MINNEAPOLIS _ The chairwoman of the Brainerd, Minn., school board this week questioned the teaching of evolution and suggested that it's incompatible with Christian beliefs.
"I did have a question about evolution," Sue Kern said at a Monday board meeting after a presentation about the planned biology curriculum at Brainerd Senior High School.
"You know, Darwin's theory was done in the mid-1800s and it's never been proven," Kern said. "So I'm wondering why we're still teaching it."
The district staff and faculty members who gave the presentation responded by explaining that the theory of evolution has actually gotten stronger with further scientific discovery _ for example, the study of DNA.
Kern then wondered about those whose religious beliefs don't include evolution.
"And then with regard to your Christian students, then _ how do you do that? How do you tell them?" she said. "Because they are taught not to agree with that, so ... "
Craig Rezac, a Brainerd science teacher who led the presentation to the school board, answered that teaching evolution is not in conflict with Christian beliefs.
"This is science, and science doesn't deal with a belief system," he said. "We deal with facts.
"It doesn't have to be a dilemma or a concern with someone to choose between evolution or Christianity," he said. "You can actually embrace both."
Tim Murtha, the district's director of teaching and learning, pointed out that teaching evolution is explicitly identified in state educational standards.
Neither Kern nor Brainerd Public Schools Superintendent Laine Larson, who sat next to Kern at the meeting, responded to requests for comment.
Kern was first elected to the school board in 2012. In a candidate questionnaire in 2016, as she ran for a second term, she promised "to maintain family conservative values and culture." According to her LinkedIn profile, Kern is a registered nurse and works as a realty assistant.
Minnesota courts have upheld the teaching of evolution. In 2001, the state Court of Appeals upheld the removal of a Faribault biology teacher, Rod LeVake, who argued that teaching evolution violated his Christian beliefs. He was reassigned to teach science in a lower grade, where evolution wasn't part of the curriculum.
Randy Moore, a biology professor at the University of Minnesota, called evolution disputes "a common theme in virtually every school district. It's been controversial throughout the country, and not just in the South, for 100 years," he said.
Moore has done regular surveys of Minnesota teachers and consistently found that at least a third of them either downplay evolution or don't teach it at all, despite state requirements.
"They are afraid of it _ either the topic or the consequences," Moore said. "Either for religious or local political reasons, it's just not worth it."

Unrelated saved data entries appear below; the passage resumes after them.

//! Forward-mode dual numbers.
//!
//! The forward model is written once, generically over [`Scalar`], and
//! instantiated with plain `f64` for simulation and with [`Dual`] for the
//! Jacobian. A dual number carries one derivative slot, so one forward pass
//! yields one Jacobian column; the engine seeds one pass per state element.

use std::ops::{Add, Div, Mul, Neg, Sub};

/// The arithmetic the forward model needs from its number type.
///
/// Only the operations the model actually performs are required: field
/// arithmetic among values, mixed arithmetic with constant `f64` factors
/// (cross sections, column densities, kernel weights), and `exp` for the
/// Beer-Lambert transmission.
pub trait Scalar:
    Copy
    + std::fmt::Debug
    + Add<Output = Self>
    + Sub<Output = Self>
    + Mul<Output = Self>
    + Div<Output = Self>
    + Neg<Output = Self>
    + Add<f64, Output = Self>
    + Sub<f64, Output = Self>
    + Mul<f64, Output = Self>
{
    /// Lift a constant; its derivative is zero.
    fn constant(value: f64) -> Self;

    /// The underlying value, discarding any derivative.
    fn value(self) -> f64;

    /// e^self.
    fn exp(self) -> Self;
}

impl Scalar for f64 {
    fn constant(value: f64) -> Self {
        value
    }

    fn value(self) -> f64 {
        self
    }

    fn exp(self) -> Self {
        f64::exp(self)
    }
}

/// A value together with its derivative with respect to one seed variable.
#[derive(Debug, Clone, Copy, PartialEq)]
pub struct Dual {
    /// The primal value.
    pub value: f64,
    /// d(value)/d(seed).
    pub deriv: f64,
}

impl Dual {
    /// A constant with zero derivative.
    pub fn constant(value: f64) -> Self {
        Self { value, deriv: 0. }
    }

    /// The seed variable itself: derivative one.
    pub fn variable(value: f64) -> Self {
        Self { value, deriv: 1. }
    }
}

impl Add for Dual {
    type Output = Self;
    fn add(self, rhs: Self) -> Self {
        Self {
            value: self.value + rhs.value,
            deriv: self.deriv + rhs.deriv,
        }
    }
}

impl Sub for Dual {
    type Output = Self;
    fn sub(self, rhs: Self) -> Self {
        Self {
            value: self.value - rhs.value,
            deriv: self.deriv - rhs.deriv,
        }
    }
}

impl Mul for Dual {
    type Output = Self;
    fn mul(self, rhs: Self) -> Self {
        Self {
            value: self.value * rhs.value,
            deriv: self.deriv * rhs.value + self.value * rhs.deriv,
        }
    }
}

impl Div for Dual {
    type Output = Self;
    fn div(self, rhs: Self) -> Self {
        Self {
            value: self.value / rhs.value,
            deriv: (self.deriv * rhs.value - self.value * rhs.deriv) / (rhs.value * rhs.value),
        }
    }
}

impl Neg for Dual {
    type Output = Self;
    fn neg(self) -> Self {
        Self {
            value: -self.value,
            deriv: -self.deriv,
        }
    }
}

impl Add<f64> for Dual {
    type Output = Self;
    fn add(self, rhs: f64) -> Self {
        Self {
            value: self.value + rhs,
            deriv: self.deriv,
        }
    }
}

impl Sub<f64> for Dual {
    type Output = Self;
    fn sub(self, rhs: f64) -> Self {
        Self {
            value: self.value - rhs,
            deriv: self.deriv,
        }
    }
}

impl Mul<f64> for Dual {
    type Output = Self;
    fn mul(self, rhs: f64) -> Self {
        Self {
            value: self.value * rhs,
            deriv: self.deriv * rhs,
        }
    }
}

impl Scalar for Dual {
    fn constant(value: f64) -> Self {
        Dual::constant(value)
    }

    fn value(self) -> f64 {
        self.value
    }

    fn exp(self) -> Self {
        let e = f64::exp(self.value);
        Self {
            value: e,
            deriv: self.deriv * e,
        }
    }
}
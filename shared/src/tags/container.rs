use std::collections::HashSet;

use log::{error, warn};

use repnet_serde::{BitReader, BitWrite};

use super::{error::TagError, gameplay_tag::GameplayTag, tag_table::TagNetIndexTable};

/// Remembers which unknown tags were already reported, so a tag missing
/// from the table is logged once per owner rather than once per send.
#[derive(Default, Debug)]
pub struct TagWarnings {
    warned: HashSet<String>,
}

impl TagWarnings {
    pub fn new() -> Self {
        Self::default()
    }

    /// Returns true the first time `tag` is reported.
    fn report(&mut self, tag: &GameplayTag) -> bool {
        self.warned.insert(tag.name().to_string())
    }
}

/// An ordered set of tags.
#[derive(Clone, Debug, Default, PartialEq, Eq)]
pub struct GameplayTagContainer {
    tags: Vec<GameplayTag>,
}

impl GameplayTagContainer {
    pub fn new() -> Self {
        Self::default()
    }

    /// Adds `tag` unless it is invalid or already present.
    pub fn add(&mut self, tag: GameplayTag) {
        if tag.is_valid() && !self.tags.contains(&tag) {
            self.tags.push(tag);
        }
    }

    pub fn remove(&mut self, tag: &GameplayTag) -> bool {
        let before = self.tags.len();
        self.tags.retain(|existing| existing != tag);
        before != self.tags.len()
    }

    /// True if any held tag is `tag` or a descendant of it.
    pub fn has_tag(&self, tag: &GameplayTag) -> bool {
        self.tags.iter().any(|held| held.matches_tag(tag))
    }

    pub fn has_tag_exact(&self, tag: &GameplayTag) -> bool {
        self.tags.contains(tag)
    }

    pub fn len(&self) -> usize {
        self.tags.len()
    }

    pub fn is_empty(&self) -> bool {
        self.tags.is_empty()
    }

    pub fn iter(&self) -> impl Iterator<Item = &GameplayTag> {
        self.tags.iter()
    }

    pub fn clear(&mut self) {
        self.tags.clear();
    }

    /// Writes the container: one bit set when empty, otherwise the tag count
    /// in the configured width followed by each packed net index. Tags past
    /// the largest count the width can hold are dropped with an error log.
    pub fn net_serialize(&self, writer: &mut dyn BitWrite, table: &TagNetIndexTable, warnings: &mut TagWarnings) {
        if self.tags.is_empty() {
            writer.write_bit(true);
            return;
        }
        writer.write_bit(false);

        let count_bits = table.num_bits_for_container_size();
        let max_count = (1u64 << count_bits) - 1;
        let mut count = self.tags.len() as u64;
        if count > max_count {
            error!(
                "Tag container has {} tags, only {} fit the {} bit count; the rest are not replicated",
                count, max_count, count_bits
            );
            count = max_count;
        }
        writer.write_u32(count as u32, count_bits);

        for tag in self.tags.iter().take(count as usize) {
            let index = table.net_index(tag);
            if index == table.invalid_net_index() && warnings.report(tag) {
                warn!("Tag `{}` is not in the net index table and replicates as no tag", tag);
            }
            table.write_net_index(writer, index);
        }
    }

    /// Reads what `net_serialize` wrote, replacing the current contents.
    /// Invalid indices are skipped.
    pub fn net_deserialize(&mut self, reader: &mut BitReader, table: &TagNetIndexTable) -> Result<(), TagError> {
        self.tags.clear();
        if reader.read_bit()? {
            return Ok(());
        }

        let count = reader.read_u32(table.num_bits_for_container_size())?;
        for _ in 0..count {
            let index = table.read_net_index(reader)?;
            match table.tag(index) {
                Some(tag) => self.add(tag.clone()),
                None => warn!("Received a tag container entry with no tag"),
            }
        }
        Ok(())
    }
}

impl FromIterator<GameplayTag> for GameplayTagContainer {
    fn from_iter<I: IntoIterator<Item = GameplayTag>>(iter: I) -> Self {
        let mut container = Self::new();
        for tag in iter {
            container.add(tag);
        }
        container
    }
}
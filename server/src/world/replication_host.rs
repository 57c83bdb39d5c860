use glam::Vec3;

use repnet_shared::{ActorId, OutBunch};

use crate::{
    driver::{default_net_priority, ConnectionKey},
    world::NetworkObjectInfo,
};

/// A point of view a connection replicates for.
#[derive(Clone, Debug, PartialEq)]
pub struct NetViewer {
    pub location: Vec3,
    /// Unit view direction.
    pub direction: Vec3,
    /// What the viewer is looking at, usually its pawn.
    pub view_target: Option<ActorId>,
    pub controller: Option<ActorId>,
}

/// The game world as the net driver sees it. The driver decides who
/// replicates what and when; the host answers questions about actors and
/// writes their state.
pub trait ReplicationHost {
    /// Viewers of `connection`. A connection without viewers has no view
    /// target and replicates nothing.
    fn viewers(&self, connection: ConnectionKey) -> Vec<NetViewer>;

    fn actor_location(&self, actor: ActorId) -> Vec3;

    fn is_net_relevant_for(&self, actor: ActorId, viewer: &NetViewer) -> bool;

    /// Writes the actor's state for `connection` into `bunch` and sets its
    /// reliability. Returns false when there is nothing to send; an actor
    /// whose channel is not open yet is sent regardless.
    fn replicate_actor(&mut self, actor: ActorId, connection: ConnectionKey, bunch: &mut OutBunch) -> bool;

    /// Priority of `actor` for one viewer. `low_bandwidth` is set when the
    /// connection's rate is below `NetDriverConfig::low_bandwidth_net_speed`.
    fn net_priority(&self, info: &NetworkObjectInfo, viewer: &NetViewer, time: f32, _low_bandwidth: bool) -> f32 {
        default_net_priority(
            info.actor,
            self.actor_location(info.actor),
            info.settings.net_priority,
            viewer,
            time,
        )
    }

    /// Whether the client behind `connection` has loaded `level`.
    fn is_level_initialized(&self, _level: &str, _connection: ConnectionKey) -> bool {
        true
    }

    /// Spawned but not yet ready to replicate.
    fn is_actor_initialized(&self, _actor: ActorId) -> bool {
        true
    }

    /// For partially dormant actors: whether the actor may go dormant for
    /// this viewer.
    fn net_dormancy(&self, _actor: ActorId, _viewer: &NetViewer, _low_bandwidth: bool) -> bool {
        true
    }

    /// Whether an owner-only actor belongs to `connection`, beyond the owner
    /// recorded in its settings.
    fn is_relevancy_owner(&self, _actor: ActorId, _connection: ConnectionKey) -> bool {
        false
    }
}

Disputes over evolution teaching are less frequent than they were 20 to 30 years ago, said Ann Reid, executive director of the National Center for Science Education.
"The court rulings have been so clear," Reid said. In many cases, she added, evolution becomes an issue "because someone has run for the school board, or gotten involved because they want to keep evolution out of the schools.
"They really see it as a battle for their kids' souls," Reid said.